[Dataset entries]
====================

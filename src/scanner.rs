/*!
 * Directory traversal: depth-first, sorted, exclusion-pruned
 */

use std::fs;
use std::path::{Path, PathBuf};
use std::sync::Arc;

use walkdir::WalkDir;

use crate::config::Config;
use crate::error::Result;
use crate::policy::{EntryKind, ExclusionPolicy};
use crate::progress::{CancelToken, ProgressEvent, ProgressSink};
use crate::types::{DirectoryEntry, FileEntry, RunOutcome, WalkEvent};
use crate::utils::lowercase_extension;

/// Scanner for directory contents.
///
/// Walks the tree top-down, prunes excluded directories before descending
/// into them, and yields a deterministic event sequence: each surviving
/// directory, then its files in byte-order alphabetical sequence, then its
/// subdirectories recursively in the same order. Restartable only by a new
/// `walk` call.
pub struct Scanner {
    config: Config,
    policy: ExclusionPolicy,
    cancel: CancelToken,
    sink: Arc<dyn ProgressSink>,
    skipped: usize,
}

impl Scanner {
    /// Create a new scanner
    pub fn new(config: Config, cancel: CancelToken, sink: Arc<dyn ProgressSink>) -> Self {
        let policy = ExclusionPolicy::new(config.clone());
        Self {
            config,
            policy,
            cancel,
            sink,
            skipped: 0,
        }
    }

    /// Paths rejected by the exclusion policy during the last walk.
    ///
    /// The skip count is accumulated here because the writer never sees
    /// excluded entries; the writer folds it into the run statistics.
    pub fn files_skipped(&self) -> usize {
        self.skipped
    }

    /// Walk the tree, handing each event to `visit`.
    ///
    /// The root directory is always visited and is never tested against
    /// the exclusion policy. Cancellation is checked once per directory,
    /// before the directory is enumerated.
    pub fn walk<F>(&mut self, mut visit: F) -> Result<RunOutcome>
    where
        F: FnMut(WalkEvent) -> Result<()>,
    {
        self.skipped = 0;
        let root = fs::canonicalize(&self.config.root_dir)?;
        // The report must not swallow its own output file.
        let output_file = fs::canonicalize(&self.config.output_file).ok();

        self.walk_directory(&root, Path::new("."), 0, output_file.as_deref(), &mut visit)
    }

    fn walk_directory<F>(
        &mut self,
        abs_path: &Path,
        rel_path: &Path,
        depth: usize,
        output_file: Option<&Path>,
        visit: &mut F,
    ) -> Result<RunOutcome>
    where
        F: FnMut(WalkEvent) -> Result<()>,
    {
        if self.cancel.is_cancelled() {
            return Ok(RunOutcome::Cancelled);
        }

        let mut subdirectories: Vec<String> = Vec::new();
        let mut files: Vec<FileEntry> = Vec::new();

        for entry in WalkDir::new(abs_path)
            .min_depth(1)
            .max_depth(1)
            .into_iter()
            .filter_map(std::result::Result::ok)
        {
            let name = entry.file_name().to_string_lossy().to_string();

            if entry.file_type().is_dir() {
                if self.policy.is_excluded(entry.path(), EntryKind::Directory) {
                    self.skipped += 1;
                    self.sink.notify(ProgressEvent::EntrySkipped(entry.path()));
                    continue;
                }
                subdirectories.push(name);
            } else {
                if output_file.map_or(false, |out| entry.path() == out) {
                    continue;
                }

                let size = entry.metadata().ok().map(|m| m.len());
                if self
                    .policy
                    .is_excluded(entry.path(), EntryKind::File { size })
                {
                    self.skipped += 1;
                    self.sink.notify(ProgressEvent::EntrySkipped(entry.path()));
                    continue;
                }

                files.push(FileEntry {
                    extension: lowercase_extension(entry.path()),
                    path: entry.path().to_path_buf(),
                    relative_path: rel_path.join(&name),
                    size,
                    name,
                });
            }
        }

        subdirectories.sort();
        files.sort_by(|a, b| a.name.cmp(&b.name));

        // Emission policy: the root always appears; other directories only
        // when they have surviving content or empty directories are wanted.
        let emit = depth == 0
            || !files.is_empty()
            || !subdirectories.is_empty()
            || self.config.include_empty_dirs;

        if emit {
            visit(WalkEvent::Directory(DirectoryEntry {
                relative_path: rel_path.to_path_buf(),
                depth,
                subdirectories: subdirectories.clone(),
            }))?;

            for file in files {
                visit(WalkEvent::File(file))?;
            }
        }

        for name in subdirectories {
            let child_abs = abs_path.join(&name);
            let child_rel = if depth == 0 {
                PathBuf::from(&name)
            } else {
                rel_path.join(&name)
            };

            if let RunOutcome::Cancelled =
                self.walk_directory(&child_abs, &child_rel, depth + 1, output_file, visit)?
            {
                return Ok(RunOutcome::Cancelled);
            }
        }

        Ok(RunOutcome::Completed)
    }
}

====================

Problem details
Scan the data for the string "ExclusionPolicy" and copy each line in which it occurs.

Written solution
use crate::policy::{EntryKind, ExclusionPolicy};
    policy: ExclusionPolicy,
        let policy = ExclusionPolicy::new(config.clone());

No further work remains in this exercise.